:: ABOUT THIS EXERCISE ::
Lines from the one containing "assert_eq!(all.edge_count(), 2);" through the last line of the data below are to be returned exactly; leave out the rest.
STUDY MATERIAL Block Start
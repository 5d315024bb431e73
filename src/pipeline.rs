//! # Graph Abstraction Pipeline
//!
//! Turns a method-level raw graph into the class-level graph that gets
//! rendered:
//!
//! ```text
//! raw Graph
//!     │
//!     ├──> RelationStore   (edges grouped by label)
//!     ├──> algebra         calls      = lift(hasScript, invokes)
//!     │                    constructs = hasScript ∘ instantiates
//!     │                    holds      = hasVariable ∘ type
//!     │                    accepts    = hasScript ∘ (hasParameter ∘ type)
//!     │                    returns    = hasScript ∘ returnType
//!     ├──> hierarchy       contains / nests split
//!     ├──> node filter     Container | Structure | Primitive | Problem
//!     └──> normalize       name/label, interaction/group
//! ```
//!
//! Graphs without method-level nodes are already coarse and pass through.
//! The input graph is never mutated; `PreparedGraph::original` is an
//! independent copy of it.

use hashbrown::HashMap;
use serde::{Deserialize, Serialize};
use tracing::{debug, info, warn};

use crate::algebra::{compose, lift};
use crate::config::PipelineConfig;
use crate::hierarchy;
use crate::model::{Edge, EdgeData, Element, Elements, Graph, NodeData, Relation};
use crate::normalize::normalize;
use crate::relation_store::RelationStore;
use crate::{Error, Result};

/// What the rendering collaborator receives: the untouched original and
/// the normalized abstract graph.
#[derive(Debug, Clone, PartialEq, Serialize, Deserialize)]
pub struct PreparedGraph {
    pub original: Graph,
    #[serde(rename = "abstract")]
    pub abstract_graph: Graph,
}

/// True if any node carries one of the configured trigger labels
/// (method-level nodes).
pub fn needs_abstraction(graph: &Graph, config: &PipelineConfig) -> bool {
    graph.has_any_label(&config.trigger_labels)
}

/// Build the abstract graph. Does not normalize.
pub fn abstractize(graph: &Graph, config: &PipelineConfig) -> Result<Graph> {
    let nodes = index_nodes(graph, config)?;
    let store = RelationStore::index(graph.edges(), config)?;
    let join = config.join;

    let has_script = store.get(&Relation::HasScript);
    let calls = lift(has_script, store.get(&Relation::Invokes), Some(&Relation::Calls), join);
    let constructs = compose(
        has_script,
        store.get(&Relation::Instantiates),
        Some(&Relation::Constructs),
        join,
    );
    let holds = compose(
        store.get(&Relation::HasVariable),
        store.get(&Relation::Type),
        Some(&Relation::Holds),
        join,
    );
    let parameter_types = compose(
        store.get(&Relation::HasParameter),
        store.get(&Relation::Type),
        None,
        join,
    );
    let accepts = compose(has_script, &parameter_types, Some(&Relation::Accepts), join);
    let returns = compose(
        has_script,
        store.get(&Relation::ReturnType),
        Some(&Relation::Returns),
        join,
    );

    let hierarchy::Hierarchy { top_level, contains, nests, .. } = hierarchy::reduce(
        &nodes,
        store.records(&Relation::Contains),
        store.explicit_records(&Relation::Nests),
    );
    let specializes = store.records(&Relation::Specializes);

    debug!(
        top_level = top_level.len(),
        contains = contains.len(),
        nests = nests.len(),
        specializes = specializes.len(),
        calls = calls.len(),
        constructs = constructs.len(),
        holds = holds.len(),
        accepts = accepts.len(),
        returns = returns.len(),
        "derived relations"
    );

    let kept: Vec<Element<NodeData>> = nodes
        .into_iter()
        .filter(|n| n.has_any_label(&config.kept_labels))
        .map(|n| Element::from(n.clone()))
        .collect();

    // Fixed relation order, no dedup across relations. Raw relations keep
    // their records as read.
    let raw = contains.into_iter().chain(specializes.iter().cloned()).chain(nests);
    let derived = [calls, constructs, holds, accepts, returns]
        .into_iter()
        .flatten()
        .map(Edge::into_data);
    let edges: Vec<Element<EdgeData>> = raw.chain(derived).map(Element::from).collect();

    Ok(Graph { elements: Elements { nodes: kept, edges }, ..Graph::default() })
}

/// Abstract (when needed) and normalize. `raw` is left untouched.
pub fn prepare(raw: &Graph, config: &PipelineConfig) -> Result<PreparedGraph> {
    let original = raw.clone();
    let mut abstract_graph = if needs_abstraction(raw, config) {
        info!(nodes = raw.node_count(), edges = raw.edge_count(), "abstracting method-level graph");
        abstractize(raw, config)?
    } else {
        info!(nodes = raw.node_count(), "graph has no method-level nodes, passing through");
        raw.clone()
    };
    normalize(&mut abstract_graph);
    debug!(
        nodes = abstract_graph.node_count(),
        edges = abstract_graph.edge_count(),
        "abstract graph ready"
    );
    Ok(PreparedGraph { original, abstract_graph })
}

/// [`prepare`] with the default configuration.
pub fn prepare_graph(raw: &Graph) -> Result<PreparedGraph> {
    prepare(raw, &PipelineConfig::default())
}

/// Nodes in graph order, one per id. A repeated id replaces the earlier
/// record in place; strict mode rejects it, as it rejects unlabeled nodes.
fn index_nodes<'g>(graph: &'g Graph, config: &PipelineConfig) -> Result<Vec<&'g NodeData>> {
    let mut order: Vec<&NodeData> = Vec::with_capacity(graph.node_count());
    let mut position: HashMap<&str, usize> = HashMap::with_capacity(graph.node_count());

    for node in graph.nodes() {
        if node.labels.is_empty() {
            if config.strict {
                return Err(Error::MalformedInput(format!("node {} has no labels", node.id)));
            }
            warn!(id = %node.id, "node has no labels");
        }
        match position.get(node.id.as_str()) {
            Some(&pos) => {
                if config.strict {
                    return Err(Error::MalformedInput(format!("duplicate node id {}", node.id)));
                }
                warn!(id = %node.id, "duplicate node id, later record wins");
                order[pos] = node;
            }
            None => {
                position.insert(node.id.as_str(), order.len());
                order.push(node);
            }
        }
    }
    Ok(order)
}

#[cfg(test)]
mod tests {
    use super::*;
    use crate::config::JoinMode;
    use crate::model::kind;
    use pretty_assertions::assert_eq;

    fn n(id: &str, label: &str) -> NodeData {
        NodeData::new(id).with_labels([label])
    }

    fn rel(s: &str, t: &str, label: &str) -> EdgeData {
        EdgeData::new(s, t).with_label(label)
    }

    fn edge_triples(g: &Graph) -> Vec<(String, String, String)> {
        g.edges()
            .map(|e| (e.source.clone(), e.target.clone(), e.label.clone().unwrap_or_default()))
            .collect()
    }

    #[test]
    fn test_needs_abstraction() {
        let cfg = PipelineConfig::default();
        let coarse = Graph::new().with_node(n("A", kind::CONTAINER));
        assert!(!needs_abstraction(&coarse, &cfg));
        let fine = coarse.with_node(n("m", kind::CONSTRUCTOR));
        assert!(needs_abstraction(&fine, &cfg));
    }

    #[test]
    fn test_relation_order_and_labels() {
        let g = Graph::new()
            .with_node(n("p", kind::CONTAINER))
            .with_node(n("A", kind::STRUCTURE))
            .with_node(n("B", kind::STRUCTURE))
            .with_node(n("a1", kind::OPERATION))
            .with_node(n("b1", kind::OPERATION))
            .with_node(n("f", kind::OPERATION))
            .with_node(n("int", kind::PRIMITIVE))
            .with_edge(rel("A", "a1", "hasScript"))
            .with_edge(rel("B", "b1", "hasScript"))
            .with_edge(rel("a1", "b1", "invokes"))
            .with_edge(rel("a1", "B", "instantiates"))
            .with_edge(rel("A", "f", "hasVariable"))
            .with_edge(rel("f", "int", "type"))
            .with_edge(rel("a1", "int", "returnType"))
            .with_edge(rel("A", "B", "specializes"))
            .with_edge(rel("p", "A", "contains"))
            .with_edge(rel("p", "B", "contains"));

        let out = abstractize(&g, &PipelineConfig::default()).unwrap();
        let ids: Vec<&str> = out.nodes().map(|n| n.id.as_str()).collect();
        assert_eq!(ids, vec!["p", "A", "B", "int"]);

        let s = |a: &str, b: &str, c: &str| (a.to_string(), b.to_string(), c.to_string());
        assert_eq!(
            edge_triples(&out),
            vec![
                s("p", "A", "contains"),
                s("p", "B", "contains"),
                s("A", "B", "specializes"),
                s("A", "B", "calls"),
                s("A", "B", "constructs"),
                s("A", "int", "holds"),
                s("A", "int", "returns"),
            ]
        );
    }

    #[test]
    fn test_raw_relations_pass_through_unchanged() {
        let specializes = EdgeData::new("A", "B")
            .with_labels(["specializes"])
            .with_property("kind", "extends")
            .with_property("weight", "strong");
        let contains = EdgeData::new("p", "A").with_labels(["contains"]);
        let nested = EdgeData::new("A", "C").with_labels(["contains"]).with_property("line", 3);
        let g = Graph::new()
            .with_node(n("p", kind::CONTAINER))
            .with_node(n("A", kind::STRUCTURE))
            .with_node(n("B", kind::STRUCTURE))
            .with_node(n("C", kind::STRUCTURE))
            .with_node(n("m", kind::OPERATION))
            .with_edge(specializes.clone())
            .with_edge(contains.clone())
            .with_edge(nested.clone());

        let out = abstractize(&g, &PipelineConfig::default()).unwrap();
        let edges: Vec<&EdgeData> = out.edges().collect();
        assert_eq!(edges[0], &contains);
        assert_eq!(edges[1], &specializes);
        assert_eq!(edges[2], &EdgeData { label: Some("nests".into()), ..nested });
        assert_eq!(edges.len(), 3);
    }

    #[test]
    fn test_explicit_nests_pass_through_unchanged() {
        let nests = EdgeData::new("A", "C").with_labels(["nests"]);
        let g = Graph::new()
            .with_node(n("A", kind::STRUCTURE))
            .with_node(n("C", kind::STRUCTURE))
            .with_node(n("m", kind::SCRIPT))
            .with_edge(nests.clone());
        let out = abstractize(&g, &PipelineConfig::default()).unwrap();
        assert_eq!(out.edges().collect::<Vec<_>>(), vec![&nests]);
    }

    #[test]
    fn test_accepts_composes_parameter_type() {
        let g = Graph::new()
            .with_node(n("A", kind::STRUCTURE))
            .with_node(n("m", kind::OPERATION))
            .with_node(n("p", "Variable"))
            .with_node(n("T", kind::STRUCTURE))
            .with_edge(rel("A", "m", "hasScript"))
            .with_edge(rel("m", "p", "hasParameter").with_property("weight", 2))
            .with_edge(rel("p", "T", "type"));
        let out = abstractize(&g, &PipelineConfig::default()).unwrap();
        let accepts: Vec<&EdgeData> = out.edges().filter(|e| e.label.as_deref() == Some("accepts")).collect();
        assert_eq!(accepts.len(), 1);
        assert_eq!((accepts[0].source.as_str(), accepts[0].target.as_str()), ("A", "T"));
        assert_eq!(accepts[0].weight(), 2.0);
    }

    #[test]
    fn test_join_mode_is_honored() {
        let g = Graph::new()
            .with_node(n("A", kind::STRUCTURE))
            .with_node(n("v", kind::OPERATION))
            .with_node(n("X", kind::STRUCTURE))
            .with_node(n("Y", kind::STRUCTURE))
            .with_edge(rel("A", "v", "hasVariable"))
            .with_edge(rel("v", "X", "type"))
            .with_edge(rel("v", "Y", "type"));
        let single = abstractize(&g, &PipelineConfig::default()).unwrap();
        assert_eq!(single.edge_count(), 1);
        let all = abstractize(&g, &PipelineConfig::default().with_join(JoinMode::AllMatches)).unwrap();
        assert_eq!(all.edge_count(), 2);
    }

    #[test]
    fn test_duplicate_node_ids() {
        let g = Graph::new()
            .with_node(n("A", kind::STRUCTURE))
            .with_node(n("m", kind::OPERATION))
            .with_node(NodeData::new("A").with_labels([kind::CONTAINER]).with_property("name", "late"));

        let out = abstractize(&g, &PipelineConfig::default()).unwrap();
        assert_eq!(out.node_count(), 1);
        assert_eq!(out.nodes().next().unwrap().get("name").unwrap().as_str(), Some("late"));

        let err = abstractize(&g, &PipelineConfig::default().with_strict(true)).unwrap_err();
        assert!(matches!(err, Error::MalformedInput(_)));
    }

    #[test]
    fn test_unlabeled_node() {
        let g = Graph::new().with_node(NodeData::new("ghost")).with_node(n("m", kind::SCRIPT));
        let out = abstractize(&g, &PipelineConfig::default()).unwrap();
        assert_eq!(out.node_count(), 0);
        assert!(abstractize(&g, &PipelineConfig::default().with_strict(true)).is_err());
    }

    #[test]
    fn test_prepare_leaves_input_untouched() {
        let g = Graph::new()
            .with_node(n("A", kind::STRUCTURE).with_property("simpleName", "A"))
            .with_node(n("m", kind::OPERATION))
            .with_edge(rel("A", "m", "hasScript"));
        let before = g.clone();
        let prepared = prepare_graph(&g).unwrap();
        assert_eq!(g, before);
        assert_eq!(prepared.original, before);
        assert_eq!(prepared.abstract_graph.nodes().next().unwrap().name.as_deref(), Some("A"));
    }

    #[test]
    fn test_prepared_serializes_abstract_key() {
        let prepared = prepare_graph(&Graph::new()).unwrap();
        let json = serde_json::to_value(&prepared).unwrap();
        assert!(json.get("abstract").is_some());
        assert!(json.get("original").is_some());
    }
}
STUDY MATERIAL Block End
:: ANSWER BOX ::
        assert_eq!(all.edge_count(), 2);
    }

    #[test]
    fn test_duplicate_node_ids() {
        let g = Graph::new()
            .with_node(n("A", kind::STRUCTURE))
            .with_node(n("m", kind::OPERATION))
            .with_node(NodeData::new("A").with_labels([kind::CONTAINER]).with_property("name", "late"));

        let out = abstractize(&g, &PipelineConfig::default()).unwrap();
        assert_eq!(out.node_count(), 1);
        assert_eq!(out.nodes().next().unwrap().get("name").unwrap().as_str(), Some("late"));

        let err = abstractize(&g, &PipelineConfig::default().with_strict(true)).unwrap_err();
        assert!(matches!(err, Error::MalformedInput(_)));
    }

    #[test]
    fn test_unlabeled_node() {
        let g = Graph::new().with_node(NodeData::new("ghost")).with_node(n("m", kind::SCRIPT));
        let out = abstractize(&g, &PipelineConfig::default()).unwrap();
        assert_eq!(out.node_count(), 0);
        assert!(abstractize(&g, &PipelineConfig::default().with_strict(true)).is_err());
    }

    #[test]
    fn test_prepare_leaves_input_untouched() {
        let g = Graph::new()
            .with_node(n("A", kind::STRUCTURE).with_property("simpleName", "A"))
            .with_node(n("m", kind::OPERATION))
            .with_edge(rel("A", "m", "hasScript"));
        let before = g.clone();
        let prepared = prepare_graph(&g).unwrap();
        assert_eq!(g, before);
        assert_eq!(prepared.original, before);
        assert_eq!(prepared.abstract_graph.nodes().next().unwrap().name.as_deref(), Some("A"));
    }

    #[test]
    fn test_prepared_serializes_abstract_key() {
        let prepared = prepare_graph(&Graph::new()).unwrap();
        let json = serde_json::to_value(&prepared).unwrap();
        assert!(json.get("abstract").is_some());
        assert!(json.get("original").is_some());
    }
}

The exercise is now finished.